[Start of Attachment]
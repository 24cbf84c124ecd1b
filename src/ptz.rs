//! Pan/tilt control over ONVIF.
//!
//! Each command is a relative nudge built from absolute moves: read the
//! current position with `GetStatus`, add one step, clamp, `AbsoluteMove`.
//! Requests carry a WS-Security UsernameToken digest.

use crate::config::PtzConfig;
use crate::endpoint::{Credentials, StreamEndpoint, host_for_url};
use crate::error::PtzError;
use base64::Engine as _;
use base64::engine::general_purpose::STANDARD as BASE64_ENGINE;
use parking_lot::Mutex;
use quick_xml::Reader;
use quick_xml::events::{BytesStart, Event};
use reqwest::Client;
use reqwest::header::CONTENT_TYPE;
use sha1::{Digest, Sha1};
use std::collections::HashMap;
use std::fmt;
use std::future::Future;
use std::time::Duration;
use tracing::{debug, info, warn};

const SOAP_CONTENT_TYPE: &str = "application/soap+xml; charset=utf-8";

#[derive(Debug, Clone, Copy, PartialEq, Eq, clap::ValueEnum)]
pub enum PtzDirection {
    Up,
    Down,
    Left,
    Right,
}

impl fmt::Display for PtzDirection {
    fn fmt(&self, f: &mut fmt::Formatter<'_>) -> fmt::Result {
        f.write_str(match self {
            Self::Up => "up",
            Self::Down => "down",
            Self::Left => "left",
            Self::Right => "right",
        })
    }
}

/// Moves a camera one step. Failures are reported as `false`, never raised.
pub trait PtzClient: Send + Sync + 'static {
    fn send_ptz_command(
        &self,
        endpoint: &StreamEndpoint,
        direction: PtzDirection,
    ) -> impl Future<Output = bool> + Send;
}

pub struct OnvifPtz {
    client: Client,
    port: u16,
    service_path: String,
    step: f32,
    invert_pan: bool,
    profile_tokens: Mutex<HashMap<String, String>>,
}

impl OnvifPtz {
    pub fn new(config: &PtzConfig) -> Result<Self, PtzError> {
        let client = Client::builder()
            .timeout(Duration::from_millis(config.timeout_ms.max(1)))
            .build()
            .map_err(|err| PtzError::Request {
                action: "client setup",
                reason: err.to_string(),
            })?;
        let service_path = format!("/{}", config.service_path.trim().trim_start_matches('/'));
        Ok(Self {
            client,
            port: config.port,
            service_path,
            step: config.step,
            invert_pan: config.invert_pan,
            profile_tokens: Mutex::new(HashMap::new()),
        })
    }

    fn service_url(&self, endpoint: &StreamEndpoint) -> String {
        format!(
            "http://{}:{}{}",
            host_for_url(&endpoint.address),
            self.port,
            self.service_path
        )
    }

    /// Returns the position that was commanded.
    pub async fn move_step(
        &self,
        endpoint: &StreamEndpoint,
        direction: PtzDirection,
    ) -> Result<(f32, f32), PtzError> {
        let creds = endpoint
            .credentials
            .as_ref()
            .filter(|creds| !creds.username.is_empty())
            .ok_or_else(|| PtzError::MissingCredentials(endpoint.id.clone()))?;
        let url = self.service_url(endpoint);
        let token = self.profile_token(&url, endpoint, creds).await?;

        let status = self
            .call(&url, creds, "GetStatus", &get_status_body(&token))
            .await?;
        let (x, y) = step_position(
            current_pan_tilt(&endpoint.id, &status),
            direction,
            self.step,
            self.invert_pan,
        );
        self.call(&url, creds, "AbsoluteMove", &absolute_move_body(&token, x, y))
            .await?;
        Ok((x, y))
    }

    async fn profile_token(
        &self,
        url: &str,
        endpoint: &StreamEndpoint,
        creds: &Credentials,
    ) -> Result<String, PtzError> {
        if let Some(token) = self.profile_tokens.lock().get(&endpoint.id).cloned() {
            return Ok(token);
        }
        let body = self
            .call(
                url,
                creds,
                "GetProfiles",
                r#"<trt:GetProfiles xmlns:trt="http://www.onvif.org/ver10/media/wsdl"/>"#,
            )
            .await?;
        let token = parse_first_profile_token(&body).ok_or(PtzError::Response {
            action: "GetProfiles",
            field: "Profiles@token",
        })?;
        debug!(camera = %endpoint.id, %token, "cached ONVIF profile token");
        self.profile_tokens
            .lock()
            .insert(endpoint.id.clone(), token.clone());
        Ok(token)
    }

    async fn call(
        &self,
        url: &str,
        creds: &Credentials,
        action: &'static str,
        body: &str,
    ) -> Result<String, PtzError> {
        let envelope = soap_envelope(&security_header(creds), body);
        let response = self
            .client
            .post(url)
            .header(CONTENT_TYPE, SOAP_CONTENT_TYPE)
            .body(envelope)
            .send()
            .await
            .map_err(|err| PtzError::Request {
                action,
                reason: err.to_string(),
            })?;
        let status = response.status();
        if !status.is_success() {
            return Err(PtzError::Status {
                action,
                status: status.as_u16(),
            });
        }
        response.text().await.map_err(|err| PtzError::Request {
            action,
            reason: err.to_string(),
        })
    }
}

impl PtzClient for OnvifPtz {
    async fn send_ptz_command(&self, endpoint: &StreamEndpoint, direction: PtzDirection) -> bool {
        match self.move_step(endpoint, direction).await {
            Ok((x, y)) => {
                info!(camera = %endpoint.id, %direction, x, y, "PTZ moved");
                true
            }
            Err(err) => {
                warn!(camera = %endpoint.id, %direction, "PTZ command failed: {err}");
                false
            }
        }
    }
}

/// Applies one step; pan is mirrored when `invert_pan` is set.
fn step_position(
    (x, y): (f32, f32),
    direction: PtzDirection,
    step: f32,
    invert_pan: bool,
) -> (f32, f32) {
    let pan = if invert_pan { -step } else { step };
    let (x, y) = match direction {
        PtzDirection::Up => (x, y + step),
        PtzDirection::Down => (x, y - step),
        PtzDirection::Left => (x - pan, y),
        PtzDirection::Right => (x + pan, y),
    };
    (x.clamp(-1.0, 1.0), y.clamp(-1.0, 1.0))
}

fn get_status_body(token: &str) -> String {
    format!(
        r#"<tptz:GetStatus xmlns:tptz="http://www.onvif.org/ver20/ptz/wsdl"><tptz:ProfileToken>{}</tptz:ProfileToken></tptz:GetStatus>"#,
        xml_escape(token)
    )
}

fn absolute_move_body(token: &str, x: f32, y: f32) -> String {
    format!(
        r#"<tptz:AbsoluteMove xmlns:tptz="http://www.onvif.org/ver20/ptz/wsdl" xmlns:tt="http://www.onvif.org/ver10/schema"><tptz:ProfileToken>{}</tptz:ProfileToken><tptz:Position><tt:PanTilt x="{x:.3}" y="{y:.3}"/></tptz:Position></tptz:AbsoluteMove>"#,
        xml_escape(token)
    )
}

fn soap_envelope(header: &str, body: &str) -> String {
    format!(
        r#"<?xml version="1.0" encoding="UTF-8"?>
<s:Envelope xmlns:s="http://www.w3.org/2003/05/soap-envelope">
  <s:Header>{header}</s:Header>
  <s:Body>{body}</s:Body>
</s:Envelope>"#
    )
}

fn security_header(creds: &Credentials) -> String {
    let nonce: [u8; 16] = rand::random();
    let created = chrono::Utc::now().format("%Y-%m-%dT%H:%M:%SZ").to_string();
    format!(
        r#"<wsse:Security s:mustUnderstand="true" xmlns:wsse="http://docs.oasis-open.org/wss/2004/01/oasis-200401-wss-wssecurity-secext-1.0.xsd" xmlns:wsu="http://docs.oasis-open.org/wss/2004/01/oasis-200401-wss-wssecurity-utility-1.0.xsd"><wsse:UsernameToken><wsse:Username>{}</wsse:Username><wsse:Password Type="http://docs.oasis-open.org/wss/2004/01/oasis-200401-wss-username-token-profile-1.0#PasswordDigest">{}</wsse:Password><wsse:Nonce EncodingType="http://docs.oasis-open.org/wss/2004/01/oasis-200401-wss-soap-message-security-1.0#Base64Binary">{}</wsse:Nonce><wsu:Created>{}</wsu:Created></wsse:UsernameToken></wsse:Security>"#,
        xml_escape(&creds.username),
        password_digest(&nonce, &created, &creds.password),
        BASE64_ENGINE.encode(nonce),
        created
    )
}

/// Base64(SHA1(nonce + created + password)).
fn password_digest(nonce: &[u8], created: &str, password: &str) -> String {
    let mut hasher = Sha1::new();
    hasher.update(nonce);
    hasher.update(created.as_bytes());
    hasher.update(password.as_bytes());
    BASE64_ENGINE.encode(hasher.finalize())
}

fn xml_escape(value: &str) -> String {
    let mut escaped = String::with_capacity(value.len());
    for c in value.chars() {
        match c {
            '&' => escaped.push_str("&amp;"),
            '<' => escaped.push_str("&lt;"),
            '>' => escaped.push_str("&gt;"),
            '"' => escaped.push_str("&quot;"),
            '\'' => escaped.push_str("&apos;"),
            _ => escaped.push(c),
        }
    }
    escaped
}

fn parse_first_profile_token(xml: &str) -> Option<String> {
    find_element(xml, b"Profiles", |start| attribute(start, b"token"))
}

/// Current pan/tilt from a `GetStatus` response. `MoveStatus` also has a
/// `PanTilt` child, but only the position carries coordinates.
/// Cameras that only report `MoveStatus` are stepped from the origin.
fn current_pan_tilt(camera: &str, status: &str) -> (f32, f32) {
    parse_pan_tilt(status).unwrap_or_else(|| {
        debug!(%camera, "GetStatus has no Position/PanTilt, stepping from origin");
        (0.0, 0.0)
    })
}

fn parse_pan_tilt(xml: &str) -> Option<(f32, f32)> {
    find_element(xml, b"PanTilt", |start| {
        let x = attribute(start, b"x")?.parse().ok()?;
        let y = attribute(start, b"y")?.parse().ok()?;
        Some((x, y))
    })
}

/// First element named `local` (any namespace) for which `pick` yields a value.
fn find_element<T>(
    xml: &str,
    local: &[u8],
    mut pick: impl FnMut(&BytesStart<'_>) -> Option<T>,
) -> Option<T> {
    let mut reader = Reader::from_str(xml);
    reader.config_mut().trim_text(true);
    let mut buf = Vec::new();
    loop {
        match reader.read_event_into(&mut buf) {
            Ok(Event::Start(start) | Event::Empty(start))
                if start.local_name().as_ref() == local =>
            {
                if let Some(found) = pick(&start) {
                    return Some(found);
                }
            }
            Ok(Event::Eof) | Err(_) => return None,
            Ok(_) => {}
        }
        buf.clear();
    }
}

fn attribute(start: &BytesStart<'_>, local: &[u8]) -> Option<String> {
    start
        .attributes()
        .flatten()
        .find(|attr| attr.key.local_name().as_ref() == local)
        .and_then(|attr| attr.unescape_value().ok().map(|value| value.into_owned()))
}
[End of Attachment]
(PROMPT): Each line in the records above with "local" must be returned.

(RESULT BELOW):
/// First element named `local` (any namespace) for which `pick` yields a value.
    local: &[u8],
                if start.local_name().as_ref() == local =>
fn attribute(start: &BytesStart<'_>, local: &[u8]) -> Option<String> {
        .find(|attr| attr.key.local_name().as_ref() == local)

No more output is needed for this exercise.